Le corps suspendu horizontalement à un mètre du sol, à la seule
force de ses bras agrippés à une barre verticale, Bakr Maqadma
-visage tendu et muscles saillants- s'entraîne au "street
workout", la "musculation du ghetto" qui fait une entrée remarquée
à Gaza.
Sous le regard de badauds venus profiter de la fraîcheur toute
relative de la fin de journée sur la plage de Gaza, ce Palestinien
de 23 ans aux yeux vert d'eau et ses amis enchaînent avec aisance
des figures dont ils égrènent les noms en anglais: "Human flag",
"Back lever " et "Front lever", "Full planche" et "Muscle up".
"Ces mouvements, tu ne les apprends pas en une journée", dit Bakr
Maqadma. "Rien que celui-là, il m'a fallu six mois pour le
réussir."
Il saute alors de la barre bricolée -trois tiges de métal
assemblées en forme de but de football et soutenues par des sacs
de sable estampillés Unrwa, l'agence de l'ONU en charge des
réfugiés palestiniens-, tombe à plat au sol en se réceptionnant
sur les mains et enchaîne aussitôt sur une série de pompes.

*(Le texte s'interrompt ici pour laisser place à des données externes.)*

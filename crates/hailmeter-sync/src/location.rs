//! # Location Provider
//!
//! The capability the controller uses to receive GPS fixes, injected at
//! construction time.
//!
//! ## Subscription Lifecycle
//! ```text
//! provider.subscribe() ──► LocationSubscription ──► next().await ... Some(sample)
//!                                 │
//!                       cancel() / CancelHandle::cancel()
//!                                 │
//!                                 ▼
//!                         next().await == None   (buffered samples discarded)
//! ```
//!
//! Samples may arrive duplicated, late or out of order; the meter copes.

use async_trait::async_trait;
use std::sync::{Arc, Mutex};
use std::time::Duration;
use tokio::sync::{mpsc, watch};
use tracing::debug;

use hailmeter_core::LocationSample;

/// Buffer between a provider task and its subscriber.
const SUBSCRIPTION_BUFFER: usize = 64;

// =============================================================================
// Provider Trait
// =============================================================================

#[async_trait]
pub trait LocationProvider: Send + Sync {
    /// Starts a stream of fixes.
    fn subscribe(&self) -> LocationSubscription;

    /// Acquires one fresh fix. May be slow; callers bound it with a timeout.
    async fn current_fix(&self) -> Option<LocationSample>;

    /// The most recent fix seen, without waiting.
    fn last_known(&self) -> Option<LocationSample>;
}

// =============================================================================
// Subscription
// =============================================================================

/// A cancellable stream of samples.
pub struct LocationSubscription {
    rx: mpsc::Receiver<LocationSample>,
    cancel_tx: Arc<watch::Sender<bool>>,
    cancel_rx: watch::Receiver<bool>,
}

/// Cancels a subscription from another task.
#[derive(Clone)]
pub struct CancelHandle {
    cancel_tx: Arc<watch::Sender<bool>>,
}

impl CancelHandle {
    pub fn cancel(&self) {
        self.cancel_tx.send_replace(true);
    }
}

impl LocationSubscription {
    /// Wraps a receiver fed by a provider.
    pub fn new(rx: mpsc::Receiver<LocationSample>) -> Self {
        let (cancel_tx, cancel_rx) = watch::channel(false);
        LocationSubscription {
            rx,
            cancel_tx: Arc::new(cancel_tx),
            cancel_rx,
        }
    }

    /// Creates a subscription plus the sender a provider pushes into.
    pub fn channel() -> (mpsc::Sender<LocationSample>, Self) {
        let (tx, rx) = mpsc::channel(SUBSCRIPTION_BUFFER);
        (tx, Self::new(rx))
    }

    /// Next sample; `None` once the provider is done or the subscription is
    /// cancelled.
    pub async fn next(&mut self) -> Option<LocationSample> {
        loop {
            if *self.cancel_rx.borrow_and_update() {
                self.rx.close();
                return None;
            }
            tokio::select! {
                biased;
                changed = self.cancel_rx.changed() => {
                    if changed.is_err() {
                        return None;
                    }
                }
                sample = self.rx.recv() => return sample,
            }
        }
    }

    /// Stops delivery immediately.
    pub fn cancel(&mut self) {
        self.cancel_tx.send_replace(true);
        self.rx.close();
    }

    pub fn cancel_handle(&self) -> CancelHandle {
        CancelHandle {
            cancel_tx: Arc::clone(&self.cancel_tx),
        }
    }

    pub fn is_cancelled(&self) -> bool {
        *self.cancel_rx.borrow()
    }
}

// =============================================================================
// Replay Provider
// =============================================================================

/// Plays back a recorded trace.
///
/// `current_fix` answers with the newest delivered sample, or the first
/// sample of the trace before playback starts.
#[derive(Clone)]
pub struct ReplayLocationProvider {
    samples: Arc<Vec<LocationSample>>,
    pacing: Duration,
    fix_delay: Option<Duration>,
    last: Arc<Mutex<Option<LocationSample>>>,
}

impl ReplayLocationProvider {
    pub fn new(samples: Vec<LocationSample>) -> Self {
        ReplayLocationProvider {
            samples: Arc::new(samples),
            pacing: Duration::ZERO,
            fix_delay: None,
            last: Arc::new(Mutex::new(None)),
        }
    }

    /// Waits `pacing` between samples.
    pub fn with_pacing(mut self, pacing: Duration) -> Self {
        self.pacing = pacing;
        self
    }

    /// Makes `current_fix` take this long, like a cold GPS.
    pub fn with_fix_delay(mut self, delay: Duration) -> Self {
        self.fix_delay = Some(delay);
        self
    }

    pub fn len(&self) -> usize {
        self.samples.len()
    }

    pub fn is_empty(&self) -> bool {
        self.samples.is_empty()
    }
}

#[async_trait]
impl LocationProvider for ReplayLocationProvider {
    fn subscribe(&self) -> LocationSubscription {
        let (tx, subscription) = LocationSubscription::channel();
        let samples = Arc::clone(&self.samples);
        let last = Arc::clone(&self.last);
        let pacing = self.pacing;

        tokio::spawn(async move {
            for (index, sample) in samples.iter().enumerate() {
                if index > 0 && !pacing.is_zero() {
                    tokio::time::sleep(pacing).await;
                }
                if tx.send(*sample).await.is_err() {
                    debug!(delivered = index, "Replay subscriber went away");
                    return;
                }
                if let Ok(mut guard) = last.lock() {
                    *guard = Some(*sample);
                }
            }
            debug!(delivered = samples.len(), "Replay finished");
        });

        subscription
    }

    async fn current_fix(&self) -> Option<LocationSample> {
        if let Some(delay) = self.fix_delay {
            tokio::time::sleep(delay).await;
        }
        self.last_known().or_else(|| self.samples.first().copied())
    }

    fn last_known(&self) -> Option<LocationSample> {
        self.last.lock().ok().and_then(|guard| *guard)
    }
}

Tous les jours, ce Gazaoui travaille de 08h00 à 20h00 dans un
magasin de pièces détachées pour motocyclettes, "mais un jour sur
deux, on arrive à se réunir le soir pour deux heures de street
workout", raconte-t-il à l'AFP.
Depuis près d'un an, il s'entraîne avec d'autres jeunes à ce sport
inspiré de la gym suédoise qu'il a découvert grâce à YouTube et
aux vidéos des adeptes de ces exercices exigeant force, souplesse
et équilibre.
Eté comme hiver, c'est sur le front de mer que leur "team", "Bar
Palestine", se retrouve. "La plupart des gens qui passent sont
contents de nous voir, ils apprécient et des jeunes demandent même
comment nous rejoindre", raconte Iyad Ayad, étudiant de 21 ans.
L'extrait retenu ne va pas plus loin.